■ Supplied information:

____________________

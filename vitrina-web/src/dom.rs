//! 基于 web-sys 的页面实现

use std::time::Duration;
use vitrina::interaction::ButtonLook;
use vitrina::markup::{self, CardView, CART_BADGE_STYLE};
use vitrina::page::selectors;
use vitrina::{CartTarget, Page, Slot, UiEvent};
use wasm_bindgen::{JsCast, JsValue};
use web_sys::{Document, Element, HtmlElement, HtmlInputElement, Window};

/// 保存按钮原文字的属性
const ORIGINAL_LABEL_ATTR: &str = "data-original-label";

pub struct DomPage {
    window: Window,
    document: Document,
    /// 等待交给定时器的事件
    pending: Vec<(Duration, UiEvent)>,
}

impl DomPage {
    pub fn new() -> Result<Self, JsValue> {
        let window = web_sys::window().ok_or_else(|| JsValue::from_str("没有 window 对象"))?;
        let document = window
            .document()
            .ok_or_else(|| JsValue::from_str("没有 document 对象"))?;
        Ok(Self {
            window,
            document,
            pending: Vec::new(),
        })
    }

    pub fn document(&self) -> &Document {
        &self.document
    }

    pub fn window(&self) -> &Window {
        &self.window
    }

    pub fn take_pending(&mut self) -> Vec<(Duration, UiEvent)> {
        std::mem::take(&mut self.pending)
    }

    fn find(&self, selector: &str) -> Option<Element> {
        self.document.query_selector(selector).ok().flatten()
    }

    /// 第 `index` 个导航项
    pub fn nav_item(&self, index: usize) -> Option<Element> {
        let items = self.document.query_selector_all(selectors::NAV_ITEM).ok()?;
        items.item(index as u32)?.dyn_into::<Element>().ok()
    }

    /// 元素在所有导航项中的序号
    pub fn nav_index_of(&self, item: &Element) -> Option<usize> {
        let items = self.document.query_selector_all(selectors::NAV_ITEM).ok()?;
        (0..items.length())
            .find(|&i| {
                items
                    .item(i)
                    .map(|node| node.is_same_node(Some(item.as_ref())))
                    .unwrap_or(false)
            })
            .map(|i| i as usize)
    }

    fn cart_holder(&self) -> Option<Element> {
        self.find(selectors::CART_ICON)?.parent_element()
    }

    fn add_button(&self, target: &CartTarget) -> Option<HtmlElement> {
        let selector = match target {
            CartTarget::Card { index, id } => format!(
                "{}[data-index=\"{}\"][data-id=\"{}\"] {}",
                selectors::PRODUCT_CARD,
                index,
                escape_attr(id),
                selectors::ADD_BUTTON
            ),
            CartTarget::Featured => {
                format!("{} {}", selectors::PRODUCT_INFO, selectors::ADD_BUTTON)
            }
        };
        self.find(&selector)?.dyn_into::<HtmlElement>().ok()
    }
}

/// 属性选择器中的字符串转义
fn escape_attr(value: &str) -> String {
    value.replace('\\', "\\\\").replace('"', "\\\"")
}

impl Page for DomPage {
    fn set_text(&mut self, slot: Slot, text: &str) -> bool {
        match self.find(slot.selector()) {
            Some(element) => {
                element.set_text_content(Some(text));
                true
            }
            None => false,
        }
    }

    fn set_html(&mut self, slot: Slot, html: &str) -> bool {
        match self.find(slot.selector()) {
            Some(element) => {
                element.set_inner_html(html);
                true
            }
            None => false,
        }
    }

    fn text(&self, slot: Slot) -> Option<String> {
        self.find(slot.selector())?.text_content()
    }

    fn clear_grid(&mut self) -> bool {
        match self.find(selectors::PRODUCTS_GRID) {
            Some(grid) => {
                grid.set_inner_html("");
                true
            }
            None => false,
        }
    }

    fn append_card(&mut self, card: &CardView) -> bool {
        let Some(grid) = self.find(selectors::PRODUCTS_GRID) else {
            return false;
        };
        let Ok(element) = self.document.create_element("div") else {
            return false;
        };
        element.set_class_name("product-card");
        if element
            .set_attribute("data-index", &card.index.to_string())
            .is_err()
            || element.set_attribute("data-id", &card.id).is_err()
        {
            return false;
        }
        element.set_inner_html(&markup::card_inner_html(card));
        grid.append_child(&element).is_ok()
    }

    fn replace_grid(&mut self, html: &str) -> bool {
        match self.find(selectors::PRODUCTS_GRID) {
            Some(grid) => {
                grid.set_inner_html(html);
                true
            }
            None => false,
        }
    }

    fn nav_item_count(&self) -> usize {
        self.document
            .query_selector_all(selectors::NAV_ITEM)
            .map(|items| items.length() as usize)
            .unwrap_or(0)
    }

    fn set_dropdown_visible(&mut self, index: usize, visible: bool) {
        let dropdown = self
            .nav_item(index)
            .and_then(|item| item.query_selector(selectors::DROPDOWN_MENU).ok().flatten())
            .and_then(|menu| menu.dyn_into::<HtmlElement>().ok());
        if let Some(menu) = dropdown {
            let display = if visible { "block" } else { "none" };
            let _ = menu.style().set_property("display", display);
        }
    }

    fn is_touch_device(&self) -> bool {
        let has_touch_start =
            js_sys::Reflect::has(&self.window, &JsValue::from_str("ontouchstart")).unwrap_or(false);
        has_touch_start || self.window.navigator().max_touch_points() > 0
    }

    fn viewport_width(&self) -> u32 {
        self.window
            .inner_width()
            .ok()
            .and_then(|w| w.as_f64())
            .map(|w| w as u32)
            .unwrap_or(0)
    }

    fn search_value(&self) -> Option<String> {
        let input = self
            .find(selectors::SEARCH_INPUT)?
            .dyn_into::<HtmlInputElement>()
            .ok()?;
        Some(input.value())
    }

    fn cart_badge(&self) -> Option<String> {
        self.cart_holder()?
            .query_selector(selectors::CART_BADGE)
            .ok()
            .flatten()?
            .text_content()
    }

    fn set_cart_badge(&mut self, count: u32) -> bool {
        let Some(holder) = self.cart_holder() else {
            return false;
        };

        let existing = holder.query_selector(selectors::CART_BADGE).ok().flatten();
        let badge = match existing {
            Some(badge) => badge,
            None => {
                let Ok(badge) = self.document.create_element("span") else {
                    return false;
                };
                badge.set_class_name("cart-badge");
                let _ = badge.set_attribute("style", CART_BADGE_STYLE);
                if let Some(holder) = holder.dyn_ref::<HtmlElement>() {
                    let _ = holder.style().set_property("position", "relative");
                }
                if holder.append_child(&badge).is_err() {
                    return false;
                }
                badge
            }
        };
        badge.set_text_content(Some(&count.to_string()));
        true
    }

    fn set_add_button(&mut self, target: &CartTarget, look: Option<&ButtonLook>) -> bool {
        let Some(button) = self.add_button(target) else {
            return false;
        };
        let style = button.style();

        match look {
            Some(look) => {
                if !button.has_attribute(ORIGINAL_LABEL_ATTR) {
                    let label = button.text_content().unwrap_or_default();
                    let _ = button.set_attribute(ORIGINAL_LABEL_ATTR, &label);
                }
                button.set_text_content(Some(look.label));
                let _ = style.set_property("background-color", look.background);
                let _ = style.set_property("color", look.color);
            }
            None => {
                let label = button
                    .get_attribute(ORIGINAL_LABEL_ATTR)
                    .unwrap_or_else(|| markup::ADD_LABEL.to_string());
                let _ = button.remove_attribute(ORIGINAL_LABEL_ATTR);
                button.set_text_content(Some(&label));
                let _ = style.remove_property("background-color");
                let _ = style.remove_property("color");
            }
        }
        true
    }

    fn alert(&mut self, message: &str) {
        let _ = self.window.alert_with_message(message);
    }

    fn schedule(&mut self, delay: Duration, event: UiEvent) {
        self.pending.push((delay, event));
    }

    fn reload(&mut self) {
        let _ = self.window.location().reload();
    }
}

____________________

■ Goal of the exercise: Would you return, unchanged, the lines from the one containing "fn schedule(&mut self, delay: Duration, event: UiEvent)" through the end of the entries?

■ Your response:
    fn schedule(&mut self, delay: Duration, event: UiEvent) {
        self.pending.push((delay, event));
    }

    fn reload(&mut self) {
        let _ = self.window.location().reload();
    }
}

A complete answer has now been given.